As the saying goes, “You are what you eat.” While that might not be one hundred percent true, what you eat does impact how you sleep (and we all know what a poor night of sleep does to our moods). Many foods can help you fall asleep faster and spend more time in the healing stages of deeper sleep.
Here are five foods to help you grab a blissful night of shut-eye.
Almonds
Almonds contain high doses of melatonin, a hormone that helps to regulate our sleep-wake cycle.
Research suggests eating almonds can alleviate insomnia. A 2016 study found that rats fed extract of almond spent more time in the deeper stages of sleep. And a 2019 study found that consuming 10 sweet almonds a day for two weeks reduced insomnia in a group of more than 400 students.
Milk and Honey
Many sleepers swear by having a glass of warm milk before bed, and adding dollops of honey may do more than just make it sweeter.
A 2018 study gave patients in coronary care units a milk-and-honey mixture twice a day, along with a control group who received none. After three days, researchers measured their sleep quality and found that the patients who drank the mixture had better sleep scores than the control group.
Herbal Tea
If warm milk isn’t to your taste, perhaps you’ll consider a cup of herbal tea instead.
A 2018 study examined subjects with prolonged fatigue, a tea group and a control group. The tea group drank herbal tea twice a day for 8 weeks, and both groups were assessed at 4 weeks and 8 weeks. The tea group showed less fatigue and better sleep quality at both check-ups.
Just be sure you check the tea’s low on caffeine. Green tea, for example, has 25 to 29 milligrams of caffeine (for comparison, black tea has 25 to 48 milligrams).
Oysters
An unusual choice for a bedtime snack, but the science backs it up. Oysters contain high amounts of zinc, which helps regulate sleep.
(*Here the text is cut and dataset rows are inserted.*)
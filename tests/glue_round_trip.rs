//! Glue (L0) connections round-trip through `config_inter_cloud.json`:
//! deploying an edge persists it, and a second deploy of the same edge
//! is idempotent rather than rebinding a new receiver.

use std::collections::BTreeMap;

use twin2multicloud::config::{Hierarchy, InterCloudConnections, Mode, OptimizationFlags, TwinConfig};
use twin2multicloud::context::DeploymentContext;
use twin2multicloud::glue;

fn context_in(dir: &std::path::Path) -> DeploymentContext {
    let config = TwinConfig {
        digital_twin_name: "cross-cloud-twin".to_string(),
        mode: Mode::Debug,
        hot_storage_days: 7,
        cold_storage_days: 30,
        archive_storage_days: 365,
        iot_devices: Vec::new(),
        events: Vec::new(),
        hierarchy: Hierarchy::None,
        providers: BTreeMap::new(),
        optimization: OptimizationFlags::default(),
        inter_cloud: InterCloudConnections::default(),
    };
    DeploymentContext::new("cross-cloud-twin", dir.to_path_buf(), config, BTreeMap::new(), BTreeMap::new())
}

#[test]
fn deploy_l0_persists_the_connection_to_disk() {
    let dir = tempfile::tempdir().unwrap();
    let mut ctx = context_in(dir.path());

    let connection = glue::deploy_l0(&mut ctx, "l2", "l3_cold").unwrap();
    assert!(connection.url.starts_with("http://"));
    assert_eq!(connection.token.len(), 32);

    let persisted = std::fs::read_to_string(dir.path().join("config_inter_cloud.json")).unwrap();
    assert!(persisted.contains("l2_to_l3_cold"));
}

#[test]
fn redeploying_the_same_edge_is_idempotent() {
    let dir = tempfile::tempdir().unwrap();
    let mut ctx = context_in(dir.path());

    let first = glue::deploy_l0(&mut ctx, "l1", "l2").unwrap();
    let second = glue::deploy_l0(&mut ctx, "l1", "l2").unwrap();
    assert_eq!(first.url, second.url);
    assert_eq!(first.token, second.token);
}

#[test]
fn destroy_l0_removes_the_persisted_connection() {
    let dir = tempfile::tempdir().unwrap();
    let mut ctx = context_in(dir.path());

    glue::deploy_l0(&mut ctx, "l1", "l2").unwrap();
    glue::destroy_l0(&mut ctx, "l1", "l2").unwrap();
    assert!(ctx.get_inter_cloud_connection("l1", "l2").is_err());
}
A 2017 study examined 120 subjects who were divided into four groups —a placebo group, a group eating zinc-rich food, a group eating zinc- and astaxanthin-rich foods (such as seafood), and a placebo supplanted with zinc-enriched yeast and astaxanthin oil.
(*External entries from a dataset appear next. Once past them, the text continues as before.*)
//! Exponential backoff for transient SDK errors (throttling,
//! eventual-consistency windows). Permission errors never retry.

use std::future::Future;
use std::time::Duration;

use tracing::warn;

use crate::error::DeployerError;
use crate::settings::RetryPolicy;

/// Returns true for errors a retry could plausibly fix. Permission
/// failures are excluded on purpose — retrying them just wastes the
/// backoff budget before failing anyway.
fn is_retryable(err: &DeployerError) -> bool {
    match err {
        DeployerError::ResourceCreation { cause, .. } | DeployerError::ResourceDeletion { cause, .. } => {
            !is_permission_denied(cause)
        }
        DeployerError::Deployment { reason, .. } => !is_permission_denied(reason),
        DeployerError::IaCTool { .. } | DeployerError::IaCToolMissing { .. } => false,
        DeployerError::Configuration { .. }
        | DeployerError::ProviderNotFound { .. }
        | DeployerError::Validation(_) => false,
        DeployerError::Io(_) | DeployerError::Json(_) | DeployerError::Other(_) => true,
    }
}

fn is_permission_denied(cause: &str) -> bool {
    let lower = cause.to_ascii_lowercase();
    lower.contains("permission") || lower.contains("access denied") || lower.contains("forbidden")
}

/// Runs `op`, retrying on retryable failures with exponential backoff
/// per `policy`. Gives up and returns the last error once `max_attempts`
/// is reached, or immediately on a non-retryable error.
pub async fn with_backoff<F, Fut, T>(policy: &RetryPolicy, op_name: &str, mut op: F) -> Result<T, DeployerError>
where
    F: FnMut() -> Fut,
    Fut: Future<Output = Result<T, DeployerError>>,
{
    let mut delay = policy.base_delay;
    let mut attempt = 1u32;
    loop {
        match op().await {
            Ok(value) => return Ok(value),
            Err(err) if attempt >= policy.max_attempts || !is_retryable(&err) => return Err(err),
            Err(err) => {
                warn!(
                    operation = op_name,
                    attempt,
                    max_attempts = policy.max_attempts,
                    "retrying after transient failure: {err}"
                );
                tokio::time::sleep(delay).await;
                delay = Duration::from_secs_f64(delay.as_secs_f64() * policy.backoff_factor);
                attempt += 1;
            }
        }
    }
}

#[cfg(test)]
mod tests {
    use super::*;
    use std::sync::atomic::{AtomicU32, Ordering};

    fn fast_policy() -> RetryPolicy {
        RetryPolicy {
            base_delay: Duration::from_millis(1),
            backoff_factor: 1.0,
            max_attempts: 3,
        }
    }

    #[tokio::test]
    async fn retries_until_success() {
        let calls = AtomicU32::new(0);
        let result = with_backoff(&fast_policy(), "test-op", || {
            let n = calls.fetch_add(1, Ordering::SeqCst);
            async move {
                if n < 2 {
                    Err(DeployerError::Other("transient".into()))
                } else {
                    Ok(42)
                }
            }
        })
        .await
        .unwrap();
        assert_eq!(result, 42);
        assert_eq!(calls.load(Ordering::SeqCst), 3);
    }

    #[tokio::test]
    async fn permission_errors_never_retry() {
        let calls = AtomicU32::new(0);
        let err = with_backoff(&fast_policy(), "test-op", || {
            calls.fetch_add(1, Ordering::SeqCst);
            async move {
                Err::<(), _>(DeployerError::deployment("L1", "aws", "AccessDenied: permission denied"))
            }
        })
        .await
        .unwrap_err();
        assert!(matches!(err, DeployerError::Deployment { .. }));
        assert_eq!(calls.load(Ordering::SeqCst), 1);
    }
}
The group eating zinc-rich foods fell asleep faster, as did the zinc-enriched yeast and astaxanthin oil supplanted group. The zinc-rich food group also slept better.
Other zinc-rich foods include red meat, other shellfish, legumes, eggs, milk, cheese, whole grains, nuts, and seeds.
Fiber-Rich Foods
A 2016 study found that a low fiber diet, along with consuming a lot of saturated fats and sugars, reduced sleep quality and caused sleepers to wake up in the night. Conversely, eating greater amounts of fiber increased time spent in slow-wave sleep, a stage thought to help with brain maintenance and recovery.
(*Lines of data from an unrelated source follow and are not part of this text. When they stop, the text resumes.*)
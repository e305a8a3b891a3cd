use clap::Parser;
use tracing_subscriber::EnvFilter;

use twin2multicloud::cli::{CliArgs, Command, ProjectRegistry};
use twin2multicloud::optimizer::{self, OptimizeParams, PricingSnapshot};
use twin2multicloud::Orchestrator;

#[tokio::main]
async fn main() {
    tracing_subscriber::fmt()
        .with_env_filter(EnvFilter::try_from_default_env().unwrap_or_else(|_| EnvFilter::new("info")))
        .init();

    let cli = CliArgs::parse();
    let exit_code = run(cli).await;
    std::process::exit(exit_code);
}

async fn run(cli: CliArgs) -> i32 {
    let project_path = match resolve_project_path(&cli) {
        Ok(path) => path,
        Err(err) => {
            eprintln!("error: {err}");
            return 2;
        }
    };

    match cli.command {
        Command::Deploy => match Orchestrator::new(project_path.clone()) {
            Ok(orchestrator) => match orchestrator.deploy(&project_name(&project_path)).await {
                Ok(outcome) => {
                    println!("{}", serde_json::to_string_pretty(&serde_json::json!({
                        "completed_layers": outcome.completed_layers,
                        "failed_layer": outcome.failed_layer,
                    })).unwrap());
                    if outcome.failed_layer.is_some() { 3 } else { 0 }
                }
                Err(err) => report(&err),
            },
            Err(err) => report(&err),
        },
        Command::Destroy { dry_run } => match Orchestrator::new(project_path.clone()) {
            Ok(orchestrator) => match orchestrator.destroy(&project_name(&project_path), dry_run).await {
                Ok(outcome) => {
                    println!("{}", serde_json::to_string_pretty(&serde_json::json!({
                        "completed_layers": outcome.completed_layers,
                        "failed_layer": outcome.failed_layer,
                    })).unwrap());
                    if outcome.failed_layer.is_some() { 4 } else { 0 }
                }
                Err(err) => report(&err),
            },
            Err(err) => report(&err),
        },
        Command::Check => match Orchestrator::new(project_path.clone()) {
            Ok(orchestrator) => match orchestrator.info(&project_name(&project_path)).await {
                Ok(report_map) => {
                    println!("{}", serde_json::to_string_pretty(&report_map).unwrap());
                    0
                }
                Err(err) => report(&err),
            },
            Err(err) => report(&err),
        },
        Command::Optimize { pricing_file, currency } => run_optimize(&project_path, &pricing_file, &currency),
        Command::ListProjects => match ProjectRegistry::load() {
            Ok(registry) => {
                for entry in registry.list() {
                    println!("{}\t{}", entry.name, entry.path.display());
                }
                0
            }
            Err(err) => report(&err),
        },
        Command::CreateProject { name, path } => match ProjectRegistry::load() {
            Ok(mut registry) => match registry.create(&name, &path) {
                Ok(()) => {
                    println!("created project '{name}' at {}", path.display());
                    0
                }
                Err(err) => report(&err),
            },
            Err(err) => report(&err),
        },
        Command::SetProject { name } => match ProjectRegistry::load() {
            Ok(mut registry) => match registry.set_active(&name) {
                Ok(()) => {
                    println!("active project is now '{name}'");
                    0
                }
                Err(err) => report(&err),
            },
            Err(err) => report(&err),
        },
    }
}

fn resolve_project_path(cli: &CliArgs) -> Result<std::path::PathBuf, twin2multicloud::DeployerError> {
    if let Some(path) = &cli.project_path {
        return Ok(path.clone());
    }
    match &cli.command {
        Command::ListProjects | Command::CreateProject { .. } | Command::SetProject { .. } => Ok(std::path::PathBuf::new()),
        _ => ProjectRegistry::load()?.active_path(),
    }
}

fn project_name(path: &std::path::Path) -> String {
    path.file_name().map(|n| n.to_string_lossy().into_owned()).unwrap_or_else(|| "twin".to_string())
}

fn report(err: &twin2multicloud::DeployerError) -> i32 {
    eprintln!("error: {err}");
    err.exit_code()
}

fn run_optimize(project_path: &std::path::Path, pricing_file: &std::path::Path, currency: &str) -> i32 {
    let config = match twin2multicloud::config::TwinConfig::load(project_path) {
        Ok(config) => config,
        Err(err) => return report(&err),
    };

    let raw = match std::fs::read_to_string(pricing_file) {
        Ok(raw) => raw,
        Err(err) => {
            eprintln!("error: failed to read pricing file: {err}");
            return 2;
        }
    };
    let pricing: PricingSnapshot = match serde_json::from_str(&raw) {
        Ok(pricing) => pricing,
        Err(err) => {
            eprintln!("error: invalid pricing snapshot: {err}");
            return 2;
        }
    };

    let total_devices = config.iot_devices.len() as u32;
    let params = OptimizeParams {
        number_of_devices: total_devices.max(1),
        device_sending_interval_minutes: 5.0,
        average_message_size_kb: 1.0,
        hot_storage_duration_months: config.hot_storage_days as f64 / 30.0,
        cool_storage_duration_months: config.cold_storage_days as f64 / 30.0,
        archive_storage_duration_months: config.archive_storage_days as f64 / 30.0,
        entity_count: config.iot_devices.len() as u32,
        dashboard_refreshes_per_hour: 4.0,
        dashboard_active_hours_per_day: 8.0,
        amount_of_active_editors: 2,
        amount_of_active_viewers: 5,
        optimization: config.optimization,
        currency: currency.to_string(),
    };

    match optimizer::calculate_cheapest_costs(&params, &pricing) {
        Ok(result) => {
            println!("{}", serde_json::to_string_pretty(&result).unwrap());
            0
        }
        Err(err) => {
            eprintln!("error: {err}");
            5
        }
    }
}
High-fiber foods include apples with their peels, raspberries, bananas, oranges, strawberries, carrots, broccoli, artichokes, potatoes, beans and other legumes, nuts, seeds, and whole grains.
Foods To Avoid
The flip side of the best foods to eat before bed —the worst foods to eat before bed. If you want a good night’s sleep, we recommend avoiding:
- Chocolate: Remember the 2016 study that found that high amounts of saturated fat and sugar reduce your amount of restorative sleep? Plus, chocolate has trace amounts of caffeine, which may keep the caffeine-sensitive up past their bedtime.
- Anything caffeinated: Probably one you already knew, but still worth mentioning. You may not know, however, that caffeine disrupts sleep up to six hours before bed.
- Heavy meals or spicy food: Eating either can trigger heartburn, and the discomfort may cause sleep to elude you. Try to eat your last big meal at least 2 to 3 hours before bed, and stick with light snacks after that time has passed.
Eating Well for Better Sleep
Sleep is important for your health, and eating well can improve your sleep habits. Avoid eating right before bed, though, and instead, give yourself a couple of hours to digest your food. Consider getting a memory foam mattress if you want to sleep better. And stick to a set bedtime every night, as following a schedule will help you develop a good sleep routine.